[Records provided]
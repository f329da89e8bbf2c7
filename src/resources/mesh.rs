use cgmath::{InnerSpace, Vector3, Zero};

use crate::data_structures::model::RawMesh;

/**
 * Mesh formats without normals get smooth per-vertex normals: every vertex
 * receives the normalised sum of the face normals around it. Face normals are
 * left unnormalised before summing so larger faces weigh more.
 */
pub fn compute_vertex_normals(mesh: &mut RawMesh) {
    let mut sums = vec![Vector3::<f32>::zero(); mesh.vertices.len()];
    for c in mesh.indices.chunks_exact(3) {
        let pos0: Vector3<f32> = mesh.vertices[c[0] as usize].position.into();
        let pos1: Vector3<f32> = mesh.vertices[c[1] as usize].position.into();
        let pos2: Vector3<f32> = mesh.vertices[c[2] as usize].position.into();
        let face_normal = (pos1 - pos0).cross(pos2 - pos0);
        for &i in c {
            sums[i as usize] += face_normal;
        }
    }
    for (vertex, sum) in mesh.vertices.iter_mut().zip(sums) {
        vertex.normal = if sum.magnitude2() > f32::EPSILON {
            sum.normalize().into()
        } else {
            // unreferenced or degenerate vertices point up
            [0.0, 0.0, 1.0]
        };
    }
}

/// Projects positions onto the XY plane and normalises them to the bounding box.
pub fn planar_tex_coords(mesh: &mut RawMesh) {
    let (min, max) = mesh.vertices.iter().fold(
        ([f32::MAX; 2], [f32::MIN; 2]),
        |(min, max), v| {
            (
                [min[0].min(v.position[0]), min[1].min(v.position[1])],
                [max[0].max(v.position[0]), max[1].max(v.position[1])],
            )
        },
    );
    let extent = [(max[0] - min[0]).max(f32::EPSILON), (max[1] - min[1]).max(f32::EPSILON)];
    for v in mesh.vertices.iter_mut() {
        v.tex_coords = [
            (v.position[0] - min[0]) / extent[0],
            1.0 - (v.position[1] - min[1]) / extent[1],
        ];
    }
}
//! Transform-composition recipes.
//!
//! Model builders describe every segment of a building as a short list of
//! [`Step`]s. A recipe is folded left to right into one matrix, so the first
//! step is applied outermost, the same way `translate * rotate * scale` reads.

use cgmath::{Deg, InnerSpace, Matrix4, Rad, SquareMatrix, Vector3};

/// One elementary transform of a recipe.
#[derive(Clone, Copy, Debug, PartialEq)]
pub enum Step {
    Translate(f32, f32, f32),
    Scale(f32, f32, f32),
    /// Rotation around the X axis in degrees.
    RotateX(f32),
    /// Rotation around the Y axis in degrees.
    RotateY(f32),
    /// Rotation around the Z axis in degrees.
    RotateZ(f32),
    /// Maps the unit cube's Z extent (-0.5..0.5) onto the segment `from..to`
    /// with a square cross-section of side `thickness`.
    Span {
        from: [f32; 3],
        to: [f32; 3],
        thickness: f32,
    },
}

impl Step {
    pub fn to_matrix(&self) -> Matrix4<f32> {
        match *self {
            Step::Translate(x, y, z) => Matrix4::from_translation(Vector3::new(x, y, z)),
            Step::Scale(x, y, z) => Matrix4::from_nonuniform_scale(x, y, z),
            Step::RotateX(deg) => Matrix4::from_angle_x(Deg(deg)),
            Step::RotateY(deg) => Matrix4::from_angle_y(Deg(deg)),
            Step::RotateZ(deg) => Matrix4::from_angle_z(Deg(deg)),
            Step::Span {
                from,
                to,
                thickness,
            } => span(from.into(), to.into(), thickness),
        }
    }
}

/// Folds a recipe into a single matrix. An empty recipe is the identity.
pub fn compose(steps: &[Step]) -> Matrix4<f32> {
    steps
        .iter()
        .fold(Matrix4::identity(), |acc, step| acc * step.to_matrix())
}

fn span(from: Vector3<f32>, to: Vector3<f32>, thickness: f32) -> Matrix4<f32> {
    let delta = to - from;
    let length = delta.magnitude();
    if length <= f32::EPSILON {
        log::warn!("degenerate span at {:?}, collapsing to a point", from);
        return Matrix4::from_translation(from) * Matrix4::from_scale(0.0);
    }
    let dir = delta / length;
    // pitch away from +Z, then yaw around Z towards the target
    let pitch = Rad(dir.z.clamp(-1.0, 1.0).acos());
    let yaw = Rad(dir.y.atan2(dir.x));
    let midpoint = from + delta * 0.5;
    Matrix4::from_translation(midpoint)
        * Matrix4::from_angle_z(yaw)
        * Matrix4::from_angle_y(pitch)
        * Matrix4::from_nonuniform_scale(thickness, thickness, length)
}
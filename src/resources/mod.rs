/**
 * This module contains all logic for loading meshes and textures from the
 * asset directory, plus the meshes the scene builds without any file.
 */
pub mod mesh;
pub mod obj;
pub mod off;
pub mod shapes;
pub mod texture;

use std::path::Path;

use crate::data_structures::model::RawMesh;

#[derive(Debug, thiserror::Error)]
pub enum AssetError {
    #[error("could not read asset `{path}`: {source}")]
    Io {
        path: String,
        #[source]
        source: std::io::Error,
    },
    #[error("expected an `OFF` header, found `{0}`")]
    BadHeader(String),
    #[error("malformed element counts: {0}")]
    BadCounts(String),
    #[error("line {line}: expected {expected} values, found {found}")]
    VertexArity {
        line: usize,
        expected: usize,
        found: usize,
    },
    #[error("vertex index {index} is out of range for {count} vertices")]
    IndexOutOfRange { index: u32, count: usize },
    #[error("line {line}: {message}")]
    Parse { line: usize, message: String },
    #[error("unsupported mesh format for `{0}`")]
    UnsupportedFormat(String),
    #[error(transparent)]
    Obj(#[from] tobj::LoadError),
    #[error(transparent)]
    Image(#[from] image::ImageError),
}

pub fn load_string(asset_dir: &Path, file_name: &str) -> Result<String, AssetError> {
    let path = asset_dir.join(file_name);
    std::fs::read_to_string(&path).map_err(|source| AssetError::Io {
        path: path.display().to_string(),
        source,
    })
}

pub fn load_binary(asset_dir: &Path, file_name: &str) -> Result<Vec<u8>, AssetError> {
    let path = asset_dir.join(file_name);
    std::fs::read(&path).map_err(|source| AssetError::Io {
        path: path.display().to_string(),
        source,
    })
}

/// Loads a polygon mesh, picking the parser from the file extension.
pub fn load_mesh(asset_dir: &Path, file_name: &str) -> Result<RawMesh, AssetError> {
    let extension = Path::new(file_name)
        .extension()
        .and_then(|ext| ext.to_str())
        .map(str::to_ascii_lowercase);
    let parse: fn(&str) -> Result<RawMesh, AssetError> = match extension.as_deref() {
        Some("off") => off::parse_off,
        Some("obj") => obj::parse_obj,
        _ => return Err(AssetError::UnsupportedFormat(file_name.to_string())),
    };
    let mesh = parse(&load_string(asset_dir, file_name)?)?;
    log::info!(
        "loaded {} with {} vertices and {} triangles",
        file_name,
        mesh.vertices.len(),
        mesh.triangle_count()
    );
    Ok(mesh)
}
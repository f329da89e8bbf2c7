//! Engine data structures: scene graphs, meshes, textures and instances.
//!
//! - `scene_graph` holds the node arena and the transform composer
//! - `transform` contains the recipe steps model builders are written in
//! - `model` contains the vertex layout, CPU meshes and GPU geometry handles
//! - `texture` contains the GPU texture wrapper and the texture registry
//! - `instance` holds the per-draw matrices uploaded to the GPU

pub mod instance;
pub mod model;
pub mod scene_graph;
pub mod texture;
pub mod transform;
[/Records provided]
Goal of the exercise: Lines above with "holds": state how many, nothing more.

Reply: 2